**WORK TO BE COMPLETED**
For the entries below, the expected answer is the line with "on each retry.", the line with "fn unique_dirs() ->", and every line between them, exactly as written, and nothing more.

**RECORDS FOR PROCESSING**

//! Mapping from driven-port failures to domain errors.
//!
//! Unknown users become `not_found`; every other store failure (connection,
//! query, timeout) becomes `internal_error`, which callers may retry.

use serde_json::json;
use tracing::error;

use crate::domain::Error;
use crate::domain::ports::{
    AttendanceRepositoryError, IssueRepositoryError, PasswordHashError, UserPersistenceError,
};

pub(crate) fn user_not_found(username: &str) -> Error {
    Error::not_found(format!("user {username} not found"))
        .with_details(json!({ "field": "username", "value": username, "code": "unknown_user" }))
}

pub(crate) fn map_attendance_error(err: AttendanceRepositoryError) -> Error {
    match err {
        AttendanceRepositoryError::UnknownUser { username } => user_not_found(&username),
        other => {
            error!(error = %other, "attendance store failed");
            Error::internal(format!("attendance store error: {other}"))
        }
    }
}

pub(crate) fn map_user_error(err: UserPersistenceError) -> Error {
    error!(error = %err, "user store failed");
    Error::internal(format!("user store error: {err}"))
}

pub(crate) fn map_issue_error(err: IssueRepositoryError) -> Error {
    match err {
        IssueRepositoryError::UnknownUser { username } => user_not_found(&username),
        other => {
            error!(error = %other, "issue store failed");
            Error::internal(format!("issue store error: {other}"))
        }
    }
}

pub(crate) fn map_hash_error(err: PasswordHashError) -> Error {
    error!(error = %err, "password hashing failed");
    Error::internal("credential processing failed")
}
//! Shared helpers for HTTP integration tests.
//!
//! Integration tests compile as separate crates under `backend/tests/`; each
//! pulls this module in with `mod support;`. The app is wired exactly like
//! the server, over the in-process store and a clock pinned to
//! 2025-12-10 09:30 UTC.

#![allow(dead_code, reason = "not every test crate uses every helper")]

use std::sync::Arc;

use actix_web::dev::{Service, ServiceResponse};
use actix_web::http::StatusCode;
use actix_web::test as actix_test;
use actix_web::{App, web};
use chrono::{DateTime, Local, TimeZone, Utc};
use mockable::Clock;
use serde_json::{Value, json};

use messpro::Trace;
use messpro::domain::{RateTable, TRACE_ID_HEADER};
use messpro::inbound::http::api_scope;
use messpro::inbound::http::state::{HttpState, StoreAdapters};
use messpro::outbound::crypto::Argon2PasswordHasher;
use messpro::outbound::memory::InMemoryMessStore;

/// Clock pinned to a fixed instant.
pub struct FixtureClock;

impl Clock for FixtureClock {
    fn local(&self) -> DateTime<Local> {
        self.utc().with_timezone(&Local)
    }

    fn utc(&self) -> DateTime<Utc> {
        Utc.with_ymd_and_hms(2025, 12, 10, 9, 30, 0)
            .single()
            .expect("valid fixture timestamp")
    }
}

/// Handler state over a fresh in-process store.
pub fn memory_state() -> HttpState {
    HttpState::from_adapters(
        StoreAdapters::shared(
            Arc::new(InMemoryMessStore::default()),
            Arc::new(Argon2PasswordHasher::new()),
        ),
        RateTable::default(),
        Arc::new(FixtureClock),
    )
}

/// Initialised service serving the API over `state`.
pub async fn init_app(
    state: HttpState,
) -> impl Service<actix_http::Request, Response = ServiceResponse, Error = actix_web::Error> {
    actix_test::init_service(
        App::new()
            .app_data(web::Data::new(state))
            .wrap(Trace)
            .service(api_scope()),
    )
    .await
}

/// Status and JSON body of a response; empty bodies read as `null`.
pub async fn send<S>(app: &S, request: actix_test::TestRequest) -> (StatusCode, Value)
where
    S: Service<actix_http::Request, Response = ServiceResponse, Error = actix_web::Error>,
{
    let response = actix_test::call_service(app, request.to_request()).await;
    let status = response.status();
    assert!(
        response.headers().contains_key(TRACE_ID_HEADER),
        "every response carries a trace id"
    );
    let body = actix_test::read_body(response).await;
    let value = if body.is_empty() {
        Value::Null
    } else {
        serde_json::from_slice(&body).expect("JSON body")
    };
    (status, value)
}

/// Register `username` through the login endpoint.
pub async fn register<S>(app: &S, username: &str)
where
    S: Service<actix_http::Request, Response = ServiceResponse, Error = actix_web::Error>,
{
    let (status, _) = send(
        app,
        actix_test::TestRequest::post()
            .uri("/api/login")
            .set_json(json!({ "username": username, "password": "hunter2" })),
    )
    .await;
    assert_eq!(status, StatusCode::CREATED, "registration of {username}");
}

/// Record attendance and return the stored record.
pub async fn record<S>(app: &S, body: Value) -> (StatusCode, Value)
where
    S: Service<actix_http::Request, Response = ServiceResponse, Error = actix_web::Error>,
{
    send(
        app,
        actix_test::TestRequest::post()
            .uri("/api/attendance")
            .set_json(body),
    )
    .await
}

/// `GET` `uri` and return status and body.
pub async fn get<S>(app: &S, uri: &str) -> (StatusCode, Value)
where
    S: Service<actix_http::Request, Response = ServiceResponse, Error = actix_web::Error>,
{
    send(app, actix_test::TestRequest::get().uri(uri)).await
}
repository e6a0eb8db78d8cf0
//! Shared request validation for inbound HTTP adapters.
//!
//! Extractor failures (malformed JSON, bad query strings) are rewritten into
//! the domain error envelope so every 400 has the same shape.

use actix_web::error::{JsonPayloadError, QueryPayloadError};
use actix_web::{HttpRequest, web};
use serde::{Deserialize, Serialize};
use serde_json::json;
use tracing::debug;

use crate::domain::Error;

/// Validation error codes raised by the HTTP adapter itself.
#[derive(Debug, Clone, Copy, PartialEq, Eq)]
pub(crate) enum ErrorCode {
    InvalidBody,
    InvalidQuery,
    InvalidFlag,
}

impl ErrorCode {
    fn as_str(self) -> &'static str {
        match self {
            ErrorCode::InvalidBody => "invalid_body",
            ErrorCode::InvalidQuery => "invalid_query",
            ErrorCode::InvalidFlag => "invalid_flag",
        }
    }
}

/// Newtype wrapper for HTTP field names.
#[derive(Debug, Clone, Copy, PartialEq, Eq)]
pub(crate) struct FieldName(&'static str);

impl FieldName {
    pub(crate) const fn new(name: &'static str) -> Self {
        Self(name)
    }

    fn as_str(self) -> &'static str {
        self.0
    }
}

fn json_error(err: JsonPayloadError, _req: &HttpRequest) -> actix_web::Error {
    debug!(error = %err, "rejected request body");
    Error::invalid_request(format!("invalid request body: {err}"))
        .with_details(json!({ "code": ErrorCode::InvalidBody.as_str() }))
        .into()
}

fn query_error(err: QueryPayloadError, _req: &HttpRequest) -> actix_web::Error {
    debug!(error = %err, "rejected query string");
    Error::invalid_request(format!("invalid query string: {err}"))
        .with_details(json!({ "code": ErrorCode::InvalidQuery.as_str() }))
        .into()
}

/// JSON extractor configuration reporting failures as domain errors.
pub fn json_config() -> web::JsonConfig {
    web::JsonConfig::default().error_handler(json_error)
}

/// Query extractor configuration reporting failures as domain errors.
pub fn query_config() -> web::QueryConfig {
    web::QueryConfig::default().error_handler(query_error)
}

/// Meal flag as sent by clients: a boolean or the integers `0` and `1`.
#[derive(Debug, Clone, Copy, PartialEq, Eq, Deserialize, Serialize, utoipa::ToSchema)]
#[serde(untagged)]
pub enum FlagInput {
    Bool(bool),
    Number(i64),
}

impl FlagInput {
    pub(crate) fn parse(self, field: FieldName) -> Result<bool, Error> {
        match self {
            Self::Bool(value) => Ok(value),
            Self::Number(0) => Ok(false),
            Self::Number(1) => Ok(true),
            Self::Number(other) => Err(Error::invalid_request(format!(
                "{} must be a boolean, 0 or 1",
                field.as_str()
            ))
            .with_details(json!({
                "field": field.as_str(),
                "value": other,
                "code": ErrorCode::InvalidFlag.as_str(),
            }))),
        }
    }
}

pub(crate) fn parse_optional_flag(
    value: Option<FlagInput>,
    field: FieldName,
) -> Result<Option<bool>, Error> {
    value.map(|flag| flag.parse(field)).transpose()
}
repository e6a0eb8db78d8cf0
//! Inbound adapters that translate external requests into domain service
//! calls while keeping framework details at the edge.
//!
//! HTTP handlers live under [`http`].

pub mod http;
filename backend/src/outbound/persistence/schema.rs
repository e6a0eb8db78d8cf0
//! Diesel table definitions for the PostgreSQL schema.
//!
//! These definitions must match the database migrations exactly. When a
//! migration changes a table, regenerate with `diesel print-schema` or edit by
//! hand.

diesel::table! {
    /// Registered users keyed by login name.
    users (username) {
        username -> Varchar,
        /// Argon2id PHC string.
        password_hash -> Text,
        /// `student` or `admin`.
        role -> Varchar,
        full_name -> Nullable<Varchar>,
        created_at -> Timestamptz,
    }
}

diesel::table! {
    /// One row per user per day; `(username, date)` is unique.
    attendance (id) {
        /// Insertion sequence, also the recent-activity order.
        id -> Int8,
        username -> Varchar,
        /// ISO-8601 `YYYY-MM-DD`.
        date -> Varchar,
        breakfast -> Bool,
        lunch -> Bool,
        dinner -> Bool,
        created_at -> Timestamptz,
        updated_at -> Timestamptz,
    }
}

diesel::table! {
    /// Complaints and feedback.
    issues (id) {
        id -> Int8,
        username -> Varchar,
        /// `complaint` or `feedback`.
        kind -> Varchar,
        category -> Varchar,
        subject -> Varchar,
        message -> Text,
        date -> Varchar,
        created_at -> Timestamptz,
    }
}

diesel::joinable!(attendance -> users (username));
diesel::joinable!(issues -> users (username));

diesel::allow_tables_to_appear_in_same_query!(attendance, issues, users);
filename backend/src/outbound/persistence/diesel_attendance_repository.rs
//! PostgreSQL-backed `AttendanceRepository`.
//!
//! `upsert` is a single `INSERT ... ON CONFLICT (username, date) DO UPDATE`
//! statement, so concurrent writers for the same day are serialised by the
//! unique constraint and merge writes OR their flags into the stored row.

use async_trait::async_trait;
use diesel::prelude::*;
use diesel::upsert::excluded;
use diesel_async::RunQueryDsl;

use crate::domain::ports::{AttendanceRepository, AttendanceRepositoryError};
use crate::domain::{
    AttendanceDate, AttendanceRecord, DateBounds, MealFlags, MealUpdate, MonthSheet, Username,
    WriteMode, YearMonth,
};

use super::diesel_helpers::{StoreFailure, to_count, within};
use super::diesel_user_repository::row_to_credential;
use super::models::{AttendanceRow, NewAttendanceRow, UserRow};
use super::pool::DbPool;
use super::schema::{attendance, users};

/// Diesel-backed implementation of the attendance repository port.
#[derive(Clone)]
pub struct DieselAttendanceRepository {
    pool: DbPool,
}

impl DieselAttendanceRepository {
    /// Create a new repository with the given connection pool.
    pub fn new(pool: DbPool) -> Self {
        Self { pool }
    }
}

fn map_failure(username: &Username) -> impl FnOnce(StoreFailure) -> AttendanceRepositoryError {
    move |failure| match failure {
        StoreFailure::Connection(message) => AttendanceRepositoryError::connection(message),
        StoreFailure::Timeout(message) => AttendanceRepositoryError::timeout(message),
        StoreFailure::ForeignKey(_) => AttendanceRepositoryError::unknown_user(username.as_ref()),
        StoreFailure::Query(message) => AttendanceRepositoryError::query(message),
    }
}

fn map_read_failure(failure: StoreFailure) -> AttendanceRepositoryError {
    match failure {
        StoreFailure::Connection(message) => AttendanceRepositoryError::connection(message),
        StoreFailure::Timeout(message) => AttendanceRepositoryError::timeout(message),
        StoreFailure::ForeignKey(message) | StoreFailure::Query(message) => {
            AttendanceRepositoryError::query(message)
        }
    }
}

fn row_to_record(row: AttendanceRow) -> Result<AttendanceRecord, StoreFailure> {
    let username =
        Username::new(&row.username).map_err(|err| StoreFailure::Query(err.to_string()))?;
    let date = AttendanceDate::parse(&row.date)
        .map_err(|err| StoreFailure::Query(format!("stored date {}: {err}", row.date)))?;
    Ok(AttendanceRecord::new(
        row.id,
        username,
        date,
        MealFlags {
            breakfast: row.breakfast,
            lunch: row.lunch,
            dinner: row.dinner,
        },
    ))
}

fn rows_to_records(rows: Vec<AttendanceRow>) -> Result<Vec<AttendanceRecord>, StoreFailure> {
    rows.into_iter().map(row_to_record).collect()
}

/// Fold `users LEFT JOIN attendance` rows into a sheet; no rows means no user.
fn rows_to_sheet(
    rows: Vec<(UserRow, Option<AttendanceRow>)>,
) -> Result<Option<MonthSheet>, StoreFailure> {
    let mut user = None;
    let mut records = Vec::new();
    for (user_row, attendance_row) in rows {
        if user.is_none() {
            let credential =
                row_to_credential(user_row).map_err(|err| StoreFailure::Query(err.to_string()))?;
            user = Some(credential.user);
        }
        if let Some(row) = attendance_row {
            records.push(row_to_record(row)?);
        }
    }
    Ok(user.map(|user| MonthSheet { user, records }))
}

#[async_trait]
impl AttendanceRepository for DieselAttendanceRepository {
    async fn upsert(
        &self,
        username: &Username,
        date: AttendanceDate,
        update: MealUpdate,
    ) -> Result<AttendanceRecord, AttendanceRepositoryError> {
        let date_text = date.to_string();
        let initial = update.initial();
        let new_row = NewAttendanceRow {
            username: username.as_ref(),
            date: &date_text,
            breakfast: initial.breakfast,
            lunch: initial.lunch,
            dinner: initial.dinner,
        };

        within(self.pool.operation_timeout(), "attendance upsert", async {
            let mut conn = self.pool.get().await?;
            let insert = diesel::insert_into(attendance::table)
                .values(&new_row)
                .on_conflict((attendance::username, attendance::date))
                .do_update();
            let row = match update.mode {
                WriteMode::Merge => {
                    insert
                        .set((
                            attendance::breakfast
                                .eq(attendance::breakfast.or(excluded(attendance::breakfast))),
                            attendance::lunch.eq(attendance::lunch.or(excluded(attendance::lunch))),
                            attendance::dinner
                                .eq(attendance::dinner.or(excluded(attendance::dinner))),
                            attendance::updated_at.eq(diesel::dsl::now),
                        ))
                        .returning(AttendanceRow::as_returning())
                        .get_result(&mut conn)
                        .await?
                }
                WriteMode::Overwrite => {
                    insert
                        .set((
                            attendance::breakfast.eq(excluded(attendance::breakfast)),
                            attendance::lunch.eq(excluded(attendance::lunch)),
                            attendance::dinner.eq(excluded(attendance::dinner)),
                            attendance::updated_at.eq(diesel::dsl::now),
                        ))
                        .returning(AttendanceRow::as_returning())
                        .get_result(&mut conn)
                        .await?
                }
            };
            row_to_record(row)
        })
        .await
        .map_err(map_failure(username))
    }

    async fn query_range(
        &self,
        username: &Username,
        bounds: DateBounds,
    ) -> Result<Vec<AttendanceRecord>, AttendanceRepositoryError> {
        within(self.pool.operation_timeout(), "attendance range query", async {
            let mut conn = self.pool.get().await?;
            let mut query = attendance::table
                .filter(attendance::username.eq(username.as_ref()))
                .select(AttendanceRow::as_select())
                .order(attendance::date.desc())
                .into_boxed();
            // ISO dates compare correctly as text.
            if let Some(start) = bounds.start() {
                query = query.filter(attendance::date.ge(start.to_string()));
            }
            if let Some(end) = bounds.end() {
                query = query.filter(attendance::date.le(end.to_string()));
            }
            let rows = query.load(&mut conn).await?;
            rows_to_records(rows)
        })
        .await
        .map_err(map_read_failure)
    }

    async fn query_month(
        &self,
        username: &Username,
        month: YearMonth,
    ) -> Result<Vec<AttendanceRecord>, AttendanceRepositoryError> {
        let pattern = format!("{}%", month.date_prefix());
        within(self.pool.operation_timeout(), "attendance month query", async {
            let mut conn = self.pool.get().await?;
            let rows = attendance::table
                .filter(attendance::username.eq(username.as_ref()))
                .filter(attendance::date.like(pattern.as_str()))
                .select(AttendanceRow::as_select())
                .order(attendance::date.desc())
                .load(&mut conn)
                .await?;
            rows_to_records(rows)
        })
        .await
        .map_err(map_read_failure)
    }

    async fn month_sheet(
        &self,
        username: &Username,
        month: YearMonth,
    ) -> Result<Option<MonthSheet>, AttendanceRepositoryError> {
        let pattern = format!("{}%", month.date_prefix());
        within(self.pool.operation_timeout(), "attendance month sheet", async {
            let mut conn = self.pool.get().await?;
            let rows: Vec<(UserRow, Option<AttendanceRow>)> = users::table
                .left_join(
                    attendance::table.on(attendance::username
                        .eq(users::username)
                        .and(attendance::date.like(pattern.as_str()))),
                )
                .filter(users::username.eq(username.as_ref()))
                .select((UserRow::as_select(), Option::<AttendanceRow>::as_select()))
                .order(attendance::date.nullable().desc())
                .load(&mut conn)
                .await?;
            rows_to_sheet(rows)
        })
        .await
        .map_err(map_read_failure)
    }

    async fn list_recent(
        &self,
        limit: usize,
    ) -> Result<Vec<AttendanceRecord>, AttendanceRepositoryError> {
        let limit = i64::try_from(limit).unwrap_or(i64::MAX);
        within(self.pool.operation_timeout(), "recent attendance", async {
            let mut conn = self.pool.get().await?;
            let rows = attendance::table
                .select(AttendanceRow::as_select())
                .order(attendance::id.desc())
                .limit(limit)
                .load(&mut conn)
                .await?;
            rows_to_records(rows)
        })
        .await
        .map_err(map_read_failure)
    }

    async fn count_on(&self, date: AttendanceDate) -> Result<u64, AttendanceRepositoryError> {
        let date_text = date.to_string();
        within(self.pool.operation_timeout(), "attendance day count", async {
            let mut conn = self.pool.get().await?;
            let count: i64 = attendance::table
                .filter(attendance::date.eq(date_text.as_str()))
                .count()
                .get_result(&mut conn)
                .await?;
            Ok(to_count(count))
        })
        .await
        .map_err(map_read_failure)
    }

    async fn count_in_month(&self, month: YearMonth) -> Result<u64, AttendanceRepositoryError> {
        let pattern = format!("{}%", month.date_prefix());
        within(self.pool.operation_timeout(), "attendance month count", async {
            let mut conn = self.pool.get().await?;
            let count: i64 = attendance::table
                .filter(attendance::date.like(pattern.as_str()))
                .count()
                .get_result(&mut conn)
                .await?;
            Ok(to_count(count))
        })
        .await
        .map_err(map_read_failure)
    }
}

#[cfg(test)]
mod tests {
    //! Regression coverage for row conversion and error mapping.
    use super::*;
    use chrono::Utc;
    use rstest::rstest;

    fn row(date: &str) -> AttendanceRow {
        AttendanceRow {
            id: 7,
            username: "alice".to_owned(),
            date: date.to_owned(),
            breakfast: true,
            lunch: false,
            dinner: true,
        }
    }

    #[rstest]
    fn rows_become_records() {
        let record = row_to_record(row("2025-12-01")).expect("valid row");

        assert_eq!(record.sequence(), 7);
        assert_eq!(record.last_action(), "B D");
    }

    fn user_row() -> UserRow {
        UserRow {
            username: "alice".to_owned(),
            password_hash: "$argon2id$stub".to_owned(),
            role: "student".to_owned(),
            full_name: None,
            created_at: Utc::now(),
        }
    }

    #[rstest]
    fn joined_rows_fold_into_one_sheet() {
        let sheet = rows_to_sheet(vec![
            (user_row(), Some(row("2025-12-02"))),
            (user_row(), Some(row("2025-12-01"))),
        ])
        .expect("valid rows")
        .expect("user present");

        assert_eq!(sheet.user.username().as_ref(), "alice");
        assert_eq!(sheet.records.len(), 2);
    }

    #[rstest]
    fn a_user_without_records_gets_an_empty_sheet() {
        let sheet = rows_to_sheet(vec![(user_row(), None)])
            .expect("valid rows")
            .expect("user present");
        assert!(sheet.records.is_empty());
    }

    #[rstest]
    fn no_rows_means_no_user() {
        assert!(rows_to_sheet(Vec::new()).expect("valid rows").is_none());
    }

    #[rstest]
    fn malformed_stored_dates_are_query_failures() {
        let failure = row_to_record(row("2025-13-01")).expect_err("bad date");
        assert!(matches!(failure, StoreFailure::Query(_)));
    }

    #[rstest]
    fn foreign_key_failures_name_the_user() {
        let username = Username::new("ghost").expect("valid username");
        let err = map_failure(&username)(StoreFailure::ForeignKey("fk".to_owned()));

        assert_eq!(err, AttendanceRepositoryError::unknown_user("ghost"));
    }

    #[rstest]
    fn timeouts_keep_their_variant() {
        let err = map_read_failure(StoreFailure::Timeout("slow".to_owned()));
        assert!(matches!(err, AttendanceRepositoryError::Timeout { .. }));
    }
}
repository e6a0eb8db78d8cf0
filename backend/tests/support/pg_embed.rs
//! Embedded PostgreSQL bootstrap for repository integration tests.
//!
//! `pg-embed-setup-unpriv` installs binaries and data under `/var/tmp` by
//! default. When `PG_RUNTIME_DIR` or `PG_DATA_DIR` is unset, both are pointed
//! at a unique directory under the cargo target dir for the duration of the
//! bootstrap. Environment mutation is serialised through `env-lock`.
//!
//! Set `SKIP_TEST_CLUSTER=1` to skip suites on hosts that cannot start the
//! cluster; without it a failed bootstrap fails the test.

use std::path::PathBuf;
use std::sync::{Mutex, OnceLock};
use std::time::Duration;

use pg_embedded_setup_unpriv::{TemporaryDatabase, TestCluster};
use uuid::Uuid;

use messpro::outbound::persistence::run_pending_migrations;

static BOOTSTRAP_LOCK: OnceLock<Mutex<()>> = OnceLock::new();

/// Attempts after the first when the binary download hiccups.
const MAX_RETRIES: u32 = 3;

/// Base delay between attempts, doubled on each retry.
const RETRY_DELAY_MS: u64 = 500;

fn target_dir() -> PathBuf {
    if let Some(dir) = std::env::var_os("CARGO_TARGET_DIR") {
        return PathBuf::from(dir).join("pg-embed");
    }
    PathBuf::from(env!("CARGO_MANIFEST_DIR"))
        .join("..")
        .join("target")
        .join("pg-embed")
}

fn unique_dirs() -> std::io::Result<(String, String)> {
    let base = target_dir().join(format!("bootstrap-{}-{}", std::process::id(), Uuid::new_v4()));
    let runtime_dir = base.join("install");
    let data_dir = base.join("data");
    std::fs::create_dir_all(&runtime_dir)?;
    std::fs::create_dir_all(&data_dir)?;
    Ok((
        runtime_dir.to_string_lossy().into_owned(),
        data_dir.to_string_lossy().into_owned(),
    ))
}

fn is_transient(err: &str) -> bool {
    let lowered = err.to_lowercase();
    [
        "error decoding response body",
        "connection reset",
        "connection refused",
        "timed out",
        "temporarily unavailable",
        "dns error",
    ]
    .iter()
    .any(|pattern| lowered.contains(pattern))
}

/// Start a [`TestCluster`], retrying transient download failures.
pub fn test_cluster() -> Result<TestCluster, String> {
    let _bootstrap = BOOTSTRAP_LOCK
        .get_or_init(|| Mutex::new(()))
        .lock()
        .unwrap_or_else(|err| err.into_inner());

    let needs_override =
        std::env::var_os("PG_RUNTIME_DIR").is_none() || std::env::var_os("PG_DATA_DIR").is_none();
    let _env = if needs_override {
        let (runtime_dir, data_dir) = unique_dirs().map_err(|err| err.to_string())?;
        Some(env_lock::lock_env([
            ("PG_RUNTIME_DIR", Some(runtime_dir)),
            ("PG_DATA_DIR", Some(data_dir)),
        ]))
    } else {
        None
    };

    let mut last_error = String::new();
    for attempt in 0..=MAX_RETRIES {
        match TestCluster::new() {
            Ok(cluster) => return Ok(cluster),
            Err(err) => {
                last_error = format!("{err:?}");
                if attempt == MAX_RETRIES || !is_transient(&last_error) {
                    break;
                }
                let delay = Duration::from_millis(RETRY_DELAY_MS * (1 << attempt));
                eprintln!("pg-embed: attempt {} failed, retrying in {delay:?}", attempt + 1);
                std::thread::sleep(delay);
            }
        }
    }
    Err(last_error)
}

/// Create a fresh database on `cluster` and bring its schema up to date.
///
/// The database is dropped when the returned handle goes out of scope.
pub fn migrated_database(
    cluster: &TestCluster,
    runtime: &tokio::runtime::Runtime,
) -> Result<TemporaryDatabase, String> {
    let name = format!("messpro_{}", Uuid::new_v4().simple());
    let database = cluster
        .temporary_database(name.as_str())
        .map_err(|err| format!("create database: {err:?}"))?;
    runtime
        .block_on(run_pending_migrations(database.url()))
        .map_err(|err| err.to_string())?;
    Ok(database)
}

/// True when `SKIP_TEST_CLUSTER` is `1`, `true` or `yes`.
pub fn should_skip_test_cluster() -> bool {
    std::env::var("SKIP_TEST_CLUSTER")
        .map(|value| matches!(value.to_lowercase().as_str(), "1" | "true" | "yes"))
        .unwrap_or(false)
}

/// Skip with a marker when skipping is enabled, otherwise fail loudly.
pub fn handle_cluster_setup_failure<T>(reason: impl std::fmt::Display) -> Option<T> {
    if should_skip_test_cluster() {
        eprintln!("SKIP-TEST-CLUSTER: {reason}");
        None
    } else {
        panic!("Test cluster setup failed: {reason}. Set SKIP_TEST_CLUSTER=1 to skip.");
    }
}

**EXERCISE RESULT**
/// Base delay between attempts, doubled on each retry.
const RETRY_DELAY_MS: u64 = 500;

fn target_dir() -> PathBuf {
    if let Some(dir) = std::env::var_os("CARGO_TARGET_DIR") {
        return PathBuf::from(dir).join("pg-embed");
    }
    PathBuf::from(env!("CARGO_MANIFEST_DIR"))
        .join("..")
        .join("target")
        .join("pg-embed")
}

fn unique_dirs() -> std::io::Result<(String, String)> {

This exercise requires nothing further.